### WHAT NEEDS TO BE DONE
Up to and including the line with "use schemasync_storage::SyncStore;", output the records exactly as they appear.

(Collected data)
■ ■ ■ ■ ■

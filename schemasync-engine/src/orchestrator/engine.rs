//! Lock-serialized comparison runs.
//!
//! Every run follows the same shape:
//!
//! 1. Take the subscription's lock or return `AlreadyRunning`.
//! 2. Load the subscription and refuse runs it cannot start from.
//! 3. Move it to `Comparing`, announce the start.
//! 4. Resolve the database side (cached or captured snapshot), load the
//!    project side, diff.
//! 5. Persist the result, move back to `Active`, announce completion.
//!
//! Snapshot writes only ever happen inside step 4, under the lock, so a full
//! recapture and a targeted refresh of the same subscription never
//! interleave. A cancelled run persists no result and restores the previous
//! state.

use super::{
    ComparisonLockRegistry, ComparisonOrchestrator, ComparisonOutcome, DefinitionHashDiffer,
    SchemaDiffer, SchemaSource,
};
use crate::constants::{
    DEFAULT_EVENT_CHANNEL_CAPACITY, DEFAULT_NORMALIZATION_VERSION, DEFAULT_STALE_COMPARING_SECS,
};
use crate::events::{ComparisonEvent, ComparisonNotifier};
use async_trait::async_trait;
use schemasync_core::{
    assess_subscription, ComparisonResult, ComparisonScope, ConfigError, HealthCheck,
    ObjectIdentifier, SchemaDifference, SchemaObjectSummary, SchemaSnapshot, SourceError,
    Subscription, SubscriptionId, SubscriptionOptions, SubscriptionState, SyncError, SyncResult,
    Timestamp, UnsupportedObject, ValidationError,
};
use schemasync_storage::SyncStore;
use std::collections::{BTreeMap, BTreeSet, HashMap, HashSet};
use std::future::Future;
use std::sync::Arc;
use std::time::{Duration, Instant};
use tokio::sync::watch;

// ============================================================================
// CONFIGURATION
// ============================================================================

#[derive(Debug, Clone, PartialEq, Eq)]
pub struct OrchestratorConfig {
    /// Normalization version stamped on captured snapshots. A cached
    /// snapshot with another version is recaptured instead of reused.
    pub normalization_version: u32,

    /// Age after which a persisted `Comparing` state with no live lock is
    /// reported as stale (default: 30 minutes)
    pub stale_comparing_after: Duration,

    /// Capacity of the broadcast channel used for lifecycle events
    pub event_channel_capacity: usize,
}

impl Default for OrchestratorConfig {
    fn default() -> Self {
        Self {
            normalization_version: DEFAULT_NORMALIZATION_VERSION,
            stale_comparing_after: Duration::from_secs(DEFAULT_STALE_COMPARING_SECS),
            event_channel_capacity: DEFAULT_EVENT_CHANNEL_CAPACITY,
        }
    }
}

impl OrchestratorConfig {
    /// # Environment Variables
    /// - `SCHEMASYNC_NORMALIZATION_VERSION` (default: 1)
    /// - `SCHEMASYNC_STALE_COMPARING_SECS` (default: 1800)
    /// - `SCHEMASYNC_EVENT_CHANNEL_CAPACITY` (default: 1024)
    pub fn from_env() -> Self {
        let normalization_version = std::env::var("SCHEMASYNC_NORMALIZATION_VERSION")
            .ok()
            .and_then(|s| s.parse().ok())
            .unwrap_or(DEFAULT_NORMALIZATION_VERSION);

        let stale_comparing_after = Duration::from_secs(
            std::env::var("SCHEMASYNC_STALE_COMPARING_SECS")
                .ok()
                .and_then(|s| s.parse().ok())
                .unwrap_or(DEFAULT_STALE_COMPARING_SECS),
        );

        let event_channel_capacity = std::env::var("SCHEMASYNC_EVENT_CHANNEL_CAPACITY")
            .ok()
            .and_then(|s| s.parse().ok())
            .unwrap_or(DEFAULT_EVENT_CHANNEL_CAPACITY);

        Self {
            normalization_version,
            stale_comparing_after,
            event_channel_capacity,
        }
    }

    pub fn validate(&self) -> Result<(), ConfigError> {
        if self.normalization_version == 0 {
            return Err(ConfigError::InvalidValue {
                field: "orchestrator.normalization_version".to_string(),
                value: "0".to_string(),
                reason: "normalization version starts at 1".to_string(),
            });
        }
        if self.stale_comparing_after.is_zero() {
            return Err(ConfigError::InvalidValue {
                field: "orchestrator.stale_comparing_after".to_string(),
                value: format!("{:?}", self.stale_comparing_after),
                reason: "stale threshold must be greater than zero".to_string(),
            });
        }
        if self.event_channel_capacity == 0 {
            return Err(ConfigError::InvalidValue {
                field: "orchestrator.event_channel_capacity".to_string(),
                value: "0".to_string(),
                reason: "channel capacity must be greater than zero".to_string(),
            });
        }
        Ok(())
    }
}

// ============================================================================
// RUN ERRORS
// ============================================================================

/// Why a run stopped before producing a result.
#[derive(Debug)]
enum RunError {
    Cancelled,
    Failed(SyncError),
}

impl From<SyncError> for RunError {
    fn from(e: SyncError) -> Self {
        RunError::Failed(e)
    }
}

impl From<SourceError> for RunError {
    fn from(e: SourceError) -> Self {
        RunError::Failed(e.into())
    }
}

impl From<ValidationError> for RunError {
    fn from(e: ValidationError) -> Self {
        RunError::Failed(e.into())
    }
}

async fn wait_for_cancel(rx: &mut watch::Receiver<bool>) {
    loop {
        if *rx.borrow_and_update() {
            return;
        }
        if rx.changed().await.is_err() {
            // Sender gone: cancellation can no longer be requested.
            std::future::pending::<()>().await;
        }
    }
}

// ============================================================================
// ORCHESTRATOR
// ============================================================================

pub struct SchemaComparisonOrchestrator {
    store: Arc<dyn SyncStore>,
    source: Arc<dyn SchemaSource>,
    differ: Arc<dyn SchemaDiffer>,
    notifier: Arc<dyn ComparisonNotifier>,
    locks: ComparisonLockRegistry,
    config: OrchestratorConfig,
    cancel_rx: Option<watch::Receiver<bool>>,
}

■ ■ ■ ■ ■

### TASK SOLUTION
filename schemasync-engine/src/orchestrator/engine.rs
//! Lock-serialized comparison runs.
//!
//! Every run follows the same shape:
//!
//! 1. Take the subscription's lock or return `AlreadyRunning`.
//! 2. Load the subscription and refuse runs it cannot start from.
//! 3. Move it to `Comparing`, announce the start.
//! 4. Resolve the database side (cached or captured snapshot), load the
//!    project side, diff.
//! 5. Persist the result, move back to `Active`, announce completion.
//!
//! Snapshot writes only ever happen inside step 4, under the lock, so a full
//! recapture and a targeted refresh of the same subscription never
//! interleave. A cancelled run persists no result and restores the previous
//! state.

use super::{
    ComparisonLockRegistry, ComparisonOrchestrator, ComparisonOutcome, DefinitionHashDiffer,
    SchemaDiffer, SchemaSource,
};
use crate::constants::{
    DEFAULT_EVENT_CHANNEL_CAPACITY, DEFAULT_NORMALIZATION_VERSION, DEFAULT_STALE_COMPARING_SECS,
};
use crate::events::{ComparisonEvent, ComparisonNotifier};
use async_trait::async_trait;
use schemasync_core::{
    assess_subscription, ComparisonResult, ComparisonScope, ConfigError, HealthCheck,
    ObjectIdentifier, SchemaDifference, SchemaObjectSummary, SchemaSnapshot, SourceError,
    Subscription, SubscriptionId, SubscriptionOptions, SubscriptionState, SyncError, SyncResult,
    Timestamp, UnsupportedObject, ValidationError,
};
use schemasync_storage::SyncStore;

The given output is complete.